Dataset entries
'''
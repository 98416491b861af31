//! Error kinds surfaced by ledger operations.
//!
//! Duplicate ingests, already-provisioned profiles and skipped auto-triggers
//! are ordinary outcomes and are returned as enum results, not errors.

use thiserror::Error;

/// Result alias for ledger operations.
pub type Result<T> = std::result::Result<T, LedgerError>;

#[derive(Error, Debug)]
pub enum LedgerError {
    /// Reference to a row that does not exist.
    #[error("not found: {0}")]
    NotFound(String),

    /// Duplicate content, URL re-scraped with different content, or an
    /// active training job already present for a model.
    #[error("conflict: {0}")]
    Conflict(String),

    /// Out-of-order or terminal-to-nonterminal job state change.
    #[error("invalid transition: {0}")]
    InvalidTransition(String),

    /// Caller identity is not allowed to touch the row.
    #[error("forbidden: {0}")]
    Forbidden(String),

    /// Request payload failed validation.
    #[error("invalid input: {0}")]
    InvalidInput(String),

    /// Storage could not be reached.
    #[error("storage unavailable: {0}")]
    Unavailable(String),

    #[error("database error: {0}")]
    Database(sqlx::Error),
}

impl LedgerError {
    /// Machine-readable code used by the HTTP error contract.
    pub fn code(&self) -> &'static str {
        match self {
            LedgerError::NotFound(_) => "not_found",
            LedgerError::Conflict(_) => "conflict",
            LedgerError::InvalidTransition(_) => "invalid_transition",
            LedgerError::Forbidden(_) => "forbidden",
            LedgerError::InvalidInput(_) => "bad_request",
            LedgerError::Unavailable(_) => "unavailable",
            LedgerError::Database(_) => "internal",
        }
    }
}

impl From<sqlx::Error> for LedgerError {
    fn from(err: sqlx::Error) -> Self {
        match err {
            sqlx::Error::PoolTimedOut
            | sqlx::Error::PoolClosed
            | sqlx::Error::WorkerCrashed
            | sqlx::Error::Io(_) => LedgerError::Unavailable(err.to_string()),
            other => LedgerError::Database(other),
        }
    }
}

/// True when the error is a violated UNIQUE or PRIMARY KEY constraint.
pub(crate) fn is_unique_violation(err: &sqlx::Error) -> bool {
    err.as_database_error()
        .map(|db| db.is_unique_violation())
        .unwrap_or(false)
}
'''
*Exercise aim:* A faithful retyping of every entry above is the task.

*Solution to this task:*
repository 98416491b861af31
//! Error kinds surfaced by ledger operations.
//!
//! Duplicate ingests, already-provisioned profiles and skipped auto-triggers
//! are ordinary outcomes and are returned as enum results, not errors.

use thiserror::Error;

/// Result alias for ledger operations.
pub type Result<T> = std::result::Result<T, LedgerError>;

#[derive(Error, Debug)]
pub enum LedgerError {
    /// Reference to a row that does not exist.
    #[error("not found: {0}")]
    NotFound(String),

    /// Duplicate content, URL re-scraped with different content, or an
    /// active training job already present for a model.
    #[error("conflict: {0}")]
    Conflict(String),

    /// Out-of-order or terminal-to-nonterminal job state change.
    #[error("invalid transition: {0}")]
    InvalidTransition(String),

    /// Caller identity is not allowed to touch the row.
    #[error("forbidden: {0}")]
    Forbidden(String),

    /// Request payload failed validation.
    #[error("invalid input: {0}")]
    InvalidInput(String),

    /// Storage could not be reached.
    #[error("storage unavailable: {0}")]
    Unavailable(String),

    #[error("database error: {0}")]
    Database(sqlx::Error),
}

impl LedgerError {
    /// Machine-readable code used by the HTTP error contract.
    pub fn code(&self) -> &'static str {
        match self {
            LedgerError::NotFound(_) => "not_found",
            LedgerError::Conflict(_) => "conflict",
            LedgerError::InvalidTransition(_) => "invalid_transition",
            LedgerError::Forbidden(_) => "forbidden",
            LedgerError::InvalidInput(_) => "bad_request",
            LedgerError::Unavailable(_) => "unavailable",
            LedgerError::Database(_) => "internal",
        }
    }
}

impl From<sqlx::Error> for LedgerError {
    fn from(err: sqlx::Error) -> Self {
        match err {
            sqlx::Error::PoolTimedOut
            | sqlx::Error::PoolClosed
            | sqlx::Error::WorkerCrashed
            | sqlx::Error::Io(_) => LedgerError::Unavailable(err.to_string()),
            other => LedgerError::Database(other),
        }
    }
}

/// True when the error is a violated UNIQUE or PRIMARY KEY constraint.
pub(crate) fn is_unique_violation(err: &sqlx::Error) -> bool {
    err.as_database_error()
        .map(|db| db.is_unique_violation())
        .unwrap_or(false)
}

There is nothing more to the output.